There's a fine line between turning firewood into beautiful things and beautiful things into firewood.

Texas Ranger

What?  You want more? 8)

WHY I LIKE RETIREMENT

Question: How many days in a week?
Answer: 6 Saturdays, 1 Sunday

Question: When is a retiree's bedtime?
Answer: Three hours after he falls asleep on the couch.

Question: How many retirees to change a light bulb?
Answer: Only one, but it might take all day.

Question: What's the biggest gripe of retirees?
Answer: There is not enough time to get everything done.

Question: Why don't retirees mind being called Seniors?
Answer: The term comes with a 10% percent discount.

Question: Among retirees what is considered formal attire?
Answer: Tied shoes.

Question: Why do retirees count pennies?
Answer: They are the only ones who have the time.

Question: What is the common term for someone who enjoys work and refuses to retire?
Answer: NUTS!

Question: Why are retirees so slow to clean out the basement, attic or garage?
Answer: They know that as soon as they do, one of their adult kids will want to store stuff there.

Question: What do retirees call a long lunch?
Answer: Normal .

Question: What is the best way to describe retirement?
Answer: The never ending Coffee Break.

Question: Wh at's the biggest advantage of going back to school as a retiree
Answer: If you cut classes, no one calls your parents.

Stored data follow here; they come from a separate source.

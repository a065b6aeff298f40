use std::collections::BTreeMap;
use std::fmt;

use chrono::{DateTime, Utc};
use rand::Rng;
use serde::{Deserialize, Serialize};

use crate::types::{Contact, ContactIndex, SyncCursor};

/// Identity tokens required on every authenticated request.
#[derive(Clone, PartialEq, Eq, Serialize, Deserialize)]
pub struct Credentials {
    pub uin: i64,
    pub sid: String,
    pub skey: String,
    pub pass_ticket: String,
    pub device_id: String,
}

impl Credentials {
    /// Build credentials for a fresh login with a newly generated device id.
    pub fn new(
        uin: i64,
        sid: impl Into<String>,
        skey: impl Into<String>,
        pass_ticket: impl Into<String>,
    ) -> Self {
        Self {
            uin,
            sid: sid.into(),
            skey: skey.into(),
            pass_ticket: pass_ticket.into(),
            device_id: random_device_id(),
        }
    }
}

// Tokens stay out of logs.
impl fmt::Debug for Credentials {
    fn fmt(&self, f: &mut fmt::Formatter<'_>) -> fmt::Result {
        f.debug_struct("Credentials")
            .field("uin", &self.uin)
            .field("device_id", &self.device_id)
            .finish_non_exhaustive()
    }
}

/// `e` followed by 15 random digits, the shape the web client sends.
pub fn random_device_id() -> String {
    let mut rng = rand::thread_rng();
    let digits: String = (0..15)
        .map(|_| char::from(b'0' + rng.gen_range(0..10u8)))
        .collect();
    format!("e{digits}")
}

#[derive(Debug, Clone, PartialEq, Eq, Serialize, Deserialize)]
pub struct Cookie {
    pub name: String,
    pub value: String,
}

impl Cookie {
    pub fn new(name: impl Into<String>, value: impl Into<String>) -> Self {
        Self {
            name: name.into(),
            value: value.into(),
        }
    }
}

/// Cookies grouped by the URL they were set for.
#[derive(Debug, Clone, Default, PartialEq, Eq, Serialize, Deserialize)]
#[serde(transparent)]
pub struct CookieJar {
    domains: BTreeMap<String, Vec<Cookie>>,
}

impl CookieJar {
    pub fn new() -> Self {
        Self::default()
    }

    /// Set a cookie, replacing any cookie of the same name for `domain`.
    pub fn set(&mut self, domain: impl Into<String>, cookie: Cookie) {
        let cookies = self.domains.entry(domain.into()).or_default();
        match cookies.iter_mut().find(|c| c.name == cookie.name) {
            Some(existing) => existing.value = cookie.value,
            None => cookies.push(cookie),
        }
    }

    pub fn get(&self, domain: &str, name: &str) -> Option<&str> {
        self.domains
            .get(domain)?
            .iter()
            .find(|c| c.name == name)
            .map(|c| c.value.as_str())
    }

    pub fn cookies(&self, domain: &str) -> &[Cookie] {
        self.domains.get(domain).map(Vec::as_slice).unwrap_or(&[])
    }

    pub fn domains(&self) -> impl Iterator<Item = &str> {
        self.domains.keys().map(String::as_str)
    }

    pub fn is_empty(&self) -> bool {
        self.domains.values().all(Vec::is_empty)
    }
}

/// Cookie and host state owned by the transport, mirrored into the session.
#[derive(Debug, Clone, Default, PartialEq, Eq, Serialize, Deserialize)]
pub struct TransportState {
    pub cookies: CookieJar,
    /// Web host the account was redirected to at login, if any.
    pub domain: Option<String>,
}

/// Identifier of a QR login handshake, valid for a bounded time window.
#[derive(Debug, Clone, PartialEq, Eq, Serialize, Deserialize)]
pub struct LoginTicket {
    pub uuid: String,
    pub issued_at: DateTime<Utc>,
}

impl LoginTicket {
    pub fn new(uuid: impl Into<String>) -> Self {
        Self {
            uuid: uuid.into(),
            issued_at: Utc::now(),
        }
    }

    /// URL to encode in the QR code shown to the user.
    pub fn qr_url(&self, base: &str) -> String {
        format!("{base}{}", self.uuid)
    }
}

/// Everything needed to resume or advance the protocol for one account.
///
/// Exclusively owned by one engine. Login and resume populate it, the sync
/// loop is its only mutator afterwards.
#[derive(Debug, Clone, Default, PartialEq, Eq)]
pub struct Session {
    pub credentials: Option<Credentials>,
    pub transport: TransportState,
    pub cursor: SyncCursor,
    pub contacts: ContactIndex,
    pub self_user: Option<Contact>,
    pub ticket: Option<LoginTicket>,
}

impl Session {
    pub fn new() -> Self {
        Self::default()
    }

    /// Credentials installed and confirmed by an init exchange.
    pub fn is_authenticated(&self) -> bool {
        self.credentials.is_some() && self.self_user.is_some()
    }

    pub fn self_user_name(&self) -> Option<&str> {
        self.self_user.as_ref().map(|u| u.user_name.as_str())
    }

    /// Drop credentials and identity, keeping nothing that could be replayed.
    pub fn clear(&mut self) {
        *self = Session::default();
    }
}

#[cfg(test)]
mod tests {
    use super::*;

    #[test]
    fn test_device_id_shape() {
        let id = random_device_id();
        assert_eq!(id.len(), 16);
        assert!(id.starts_with('e'));
        assert!(id[1..].chars().all(|c| c.is_ascii_digit()));
    }

    #[test]
    fn test_credentials_debug_hides_tokens() {
        let creds = Credentials::new(42, "sid-secret", "skey-secret", "ticket-secret");
        let printed = format!("{creds:?}");
        assert!(printed.contains("42"));
        assert!(!printed.contains("secret"));
    }

    #[test]
    fn test_cookie_jar_replaces_by_name() {
        let mut jar = CookieJar::new();
        assert!(jar.is_empty());
        jar.set("https://wx.qq.com", Cookie::new("wxsid", "a"));
        jar.set("https://wx.qq.com", Cookie::new("wxsid", "b"));
        jar.set("https://file.wx.qq.com", Cookie::new("webwx_data_ticket", "t"));

        assert_eq!(jar.get("https://wx.qq.com", "wxsid"), Some("b"));
        assert_eq!(jar.cookies("https://wx.qq.com").len(), 1);
        assert_eq!(jar.domains().count(), 2);
    }

    #[test]
    fn test_session_authentication_requires_identity() {
        let mut session = Session::new();
        session.credentials = Some(Credentials::new(1, "s", "k", "p"));
        assert!(!session.is_authenticated());
        session.self_user = Some(Contact::new("@me", "Me"));
        assert!(session.is_authenticated());
        session.clear();
        assert!(!session.is_authenticated());
    }

    #[test]
    fn test_qr_url() {
        let ticket = LoginTicket::new("abc==");
        assert_eq!(
            ticket.qr_url("https://login.weixin.qq.com/l/"),
            "https://login.weixin.qq.com/l/abc=="
        );
    }
}
//! Storage module for hot-resume snapshot persistence.
//!
//! Provides the snapshot format, the store trait the engine writes through,
//! and in-memory and file-backed implementations.

mod traits;
mod memory;
mod file;
mod snapshot;

pub use traits::*;
pub use memory::*;
pub use file::*;
pub use snapshot::*;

Question: Why does a retiree often say he doesn't miss work,but misses the people he used to work with?
Answer: He is too polite to tell the whole truth.

My favorite one
QUESTION: What do you do all week?
Answer: Mon to Fri. Nothing, Sat & Sun I rest!
The Ranger, home of Texas Forestry

Gary_C

Is there a woodshed for posts like this?    ::)

Maybe I can help it along.

There was a young gal from St. Paul,
who wore a newspaper dress to a ball.
There came a great fire,
which burned her attire,
front page, sports section, and all.

Or,

There was an old hermit named Dave,

No better not finish that one.  :D
Never take life seriously. Nobody gets out alive anyway.

Texas Ranger

And you don't want to go to Nantucket. ::)
The Ranger, home of Texas Forestry

thurlow

T R........................I didn't have the nerve to post even that much of "that" limerick.
Here's to us and those like us; DanG few of us left!

sawguy21

There was a young man from Winger
His little car was a Singer
There was room for his $ss
And a gallon of g$s
And he lost his in the wringer.
old age and treachery will always overcome youth and enthusiasm

Texas Ranger

I remember that one as Austin and Boston.